Colleges, varsities fail to attract foreign students

PATNA: Even as the University Grants Commission (UGC) and the Association of Indian Universities (AIU) have, of late, been encouraging
universities to attract more and more foreign students, the number of overseas students studying in different universities of the state has declined considerably in recent times.

In its recent communication to the universities, the UGC has sought detailed information on international collaborations in academics and research and the number of overseas students pursuing different courses. But, as things stand today, not a single student can be found studying in any college or university department, though Magadh University is an exception where some scholars from South-East Asian countries are enrolled in the department of Ancient Indian and Asian Studies.

Until about two decades back, at least 50 students from countries like Japan, Korea, Taiwan, Thailand, Malaysia, Iran and Sri Lanka used to study different courses in Patna University alone. But, at present, the number of foreign students admitted to the university has come to a naught. The number of foreign students studying in other universities like L N Mithila, T M Bhagalpur, BRA Bihar, Veer Kuar Singh, B N Mandal and Jayaprakash universities is also nil.

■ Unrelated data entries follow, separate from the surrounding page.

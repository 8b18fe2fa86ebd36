//! Built-in `cppcheck` runner.
//!
//! Sources come from the effective filter; findings are read from stderr
//! using a delimited `--template` so file paths with colons survive.

use super::filter::match_src_files;
use super::{abort_child, read_lines, CheckRequest, DefectCollector, ToolOptions, ToolRun};
use crate::error::ToolError;
use crate::models::{Defect, Severity};
use std::path::{Path, PathBuf};
use std::process::{Command, Stdio};
use tracing::{debug, info, warn};

pub const NAME: &str = "cppcheck";

const DELIM: &str = "<&ENVCHECK&>";
const SOURCE_EXTENSIONS: [&str; 6] = ["c", "cc", "cpp", "cxx", "c++", "ino"];

pub struct Cppcheck {
    include_dir: PathBuf,
}

impl Cppcheck {
    pub fn new(include_dir: PathBuf) -> Self {
        Cppcheck { include_dir }
    }

    fn template() -> String {
        ["{file}", "{line}", "{column}", "{severity}", "{id}", "{message}"].join(DELIM)
    }

    /// Full argument list (without the program name).
    pub fn build_args(&self, options: &ToolOptions, sources: &[PathBuf]) -> Vec<String> {
        let mut args = vec![format!("--template={}", Self::template())];
        let has_flag = |name: &str| options.flags.iter().any(|f| f.starts_with(name));
        if !has_flag("--enable") {
            args.push("--enable=all".into());
        }
        if !has_flag("--language") && sources.iter().any(|s| is_cpp_source(s)) {
            args.push("--language=c++".into());
        }
        args.push("--inline-suppr".into());
        args.push("--quiet".into());
        if self.include_dir.is_dir() {
            args.push("-I".into());
            args.push(self.include_dir.to_string_lossy().to_string());
        }
        args.extend(options.flags.iter().cloned());
        args.extend(sources.iter().map(|s| s.to_string_lossy().to_string()));
        args
    }

    /// Parse one templated stderr line; `None` for noise and informational output.
    pub fn parse_line(line: &str) -> Option<Defect> {
        let parts: Vec<&str> = line.trim_end().splitn(6, DELIM).collect();
        let [file, ln, col, sev, id, message] = parts.as_slice() else {
            return None;
        };
        let severity = map_severity(sev)?;
        Some(Defect {
            severity,
            category: sev.to_string(),
            message: message.to_string(),
            file: file.to_string(),
            line: ln.parse().unwrap_or(0),
            column: col.parse().unwrap_or(0),
            id: id.to_string(),
            callstack: None,
            cwe: None,
        })
    }

    pub fn check(
        &self,
        request: &CheckRequest<'_>,
        on_defect: Option<&mut dyn FnMut(&Defect)>,
    ) -> Result<ToolRun, ToolError> {
        let options = request.options;
        let sources = match_src_files(request.project_dir, &options.filter, &SOURCE_EXTENSIONS);
        if sources.is_empty() {
            warn!(env = request.env, filter = ?options.filter, "no source files to check");
            return Ok(ToolRun {
                exit_code: 1,
                defects: Vec::new(),
            });
        }
        let args = self.build_args(options, &sources);
        info!(env = request.env, files = sources.len(), "running cppcheck");
        debug!(args = ?args, "cppcheck command line");

        let mut child = Command::new(NAME)
            .args(&args)
            .current_dir(request.project_dir)
            .stdout(if options.verbose {
                Stdio::inherit()
            } else {
                Stdio::null()
            })
            .stderr(Stdio::piped())
            .spawn()
            .map_err(|source| ToolError::Spawn {
                tool: request.tool.to_string(),
                program: NAME.to_string(),
                source,
            })?;

        let mut collector = DefectCollector::new(options, on_defect);
        if let Some(stderr) = child.stderr.take() {
            let read = read_lines(stderr, |line| match Self::parse_line(line) {
                Some(defect) => collector.push(defect),
                None if !line.trim().is_empty() => debug!(line = %line, "cppcheck output"),
                None => {}
            });
            if let Err(source) = read {
                return Err(abort_child(&mut child, request.tool, source));
            }
        }
        let status = child.wait().map_err(|source| ToolError::Output {
            tool: request.tool.to_string(),
            source,
        })?;
        let code = status.code().ok_or_else(|| ToolError::Terminated {
            tool: request.tool.to_string(),
        })?;
        Ok(collector.finish(code))
    }
}

/// Any source that is not plain C is checked as C++.
fn is_cpp_source(path: &Path) -> bool {
    path.extension()
        .and_then(|e| e.to_str())
        .is_some_and(|e| !e.eq_ignore_ascii_case("c"))
}

fn map_severity(label: &str) -> Option<Severity> {
    match label.trim() {
        "error" => Some(Severity::High),
        "warning" => Some(Severity::Medium),
        "style" | "performance" | "portability" => Some(Severity::Low),
        _ => None,
    }
}

#[cfg(test)]
mod tests {
    use super::*;

    fn line(fields: [&str; 6]) -> String {
        fields.join(DELIM)
    }

    #[test]
    fn test_parse_line_maps_severities() {
        let d = Cppcheck::parse_line(&line([
            "C:/proj/src/main.c",
            "10",
            "5",
            "error",
            "nullPointer",
            "Null pointer dereference: p",
        ]))
        .unwrap();
        assert_eq!(d.severity, Severity::High);
        assert_eq!(d.file, "C:/proj/src/main.c");
        assert_eq!((d.line, d.column), (10, 5));
        assert_eq!(d.id, "nullPointer");
        assert_eq!(d.category, "error");

        let w = Cppcheck::parse_line(&line(["a.c", "1", "1", "warning", "x", "m"])).unwrap();
        assert_eq!(w.severity, Severity::Medium);
        let s = Cppcheck::parse_line(&line(["a.c", "1", "1", "style", "x", "m"])).unwrap();
        assert_eq!(s.severity, Severity::Low);
    }

    #[test]
    fn test_parse_line_skips_information_and_noise() {
        assert!(Cppcheck::parse_line(&line(["", "0", "0", "information", "missingInclude", "m"])).is_none());
        assert!(Cppcheck::parse_line("Checking src/main.c ...").is_none());
    }

    #[test]
    fn test_build_args_respects_flag_overrides() {
        let tool = Cppcheck::new(PathBuf::from("/nonexistent/include"));
        let opts = ToolOptions {
            flags: vec!["--enable=warning".into(), "--std=c++17".into()],
            ..ToolOptions::default()
        };
        let args = tool.build_args(&opts, &[PathBuf::from("src/main.cpp")]);
        assert!(args[0].starts_with("--template={file}"));
        assert!(!args.contains(&"--enable=all".to_string()));
        assert!(args.contains(&"--language=c++".to_string()));
        assert!(!args.contains(&"-I".to_string()));
        assert_eq!(args.last().unwrap(), "src/main.cpp");
        assert!(args.contains(&"--std=c++17".to_string()));
    }

    #[test]
    fn test_language_only_forced_for_cpp_sources() {
        let tool = Cppcheck::new(PathBuf::from("/nonexistent/include"));
        let opts = ToolOptions::default();
        let lang = "--language=c++".to_string();

        let c_only = tool.build_args(&opts, &[PathBuf::from("src/a.c"), PathBuf::from("lib/b.c")]);
        assert!(!c_only.contains(&lang));
        assert!(c_only.contains(&"--enable=all".to_string()));

        let mixed = tool.build_args(&opts, &[PathBuf::from("src/a.c"), PathBuf::from("src/main.ino")]);
        assert!(mixed.contains(&lang));

        let explicit = ToolOptions {
            flags: vec!["--language=c".into()],
            ..ToolOptions::default()
        };
        let args = tool.build_args(&explicit, &[PathBuf::from("src/main.cpp")]);
        assert!(!args.contains(&lang));
    }
}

So far as international collaboration is concerned, hardly one or two institutions of the state have signed any MoU with any foreign university for academic collaboration. Last year, PU was selected as one of the 10 universities in India to join Indo-French consortium of universities, but no significant development in this field has been made so far. PU vice-chancellor Shyam Lal has been encouraging the postgraduate science departments to go in for international collaboration in their specialised areas of research. Faculty members are also being encouraged to visit foreign universities for academic purposes for which the UGC has been providing liberal financial assistance.

According to some senior academicians, the decline in the number of foreign students studying in the state's various universities was mainly due to irregular academic sessions and lack of an environment conducive to academic excellence. Why should students from far off places come to study in Bihar, if there were no teachers to teach and if the universities have no attractive courses to offer, was their common refrain.

Many students from South-Eastern and even European countries appeared to be eager to do courses on Indian culture and society, religions, social linguistics, Indian polity and economy, Buddhist studies, biodiversity and aquaculture. The state universities would certainly attract foreign students if these courses are introduced properly and all the vacant posts of teachers are filled, they added.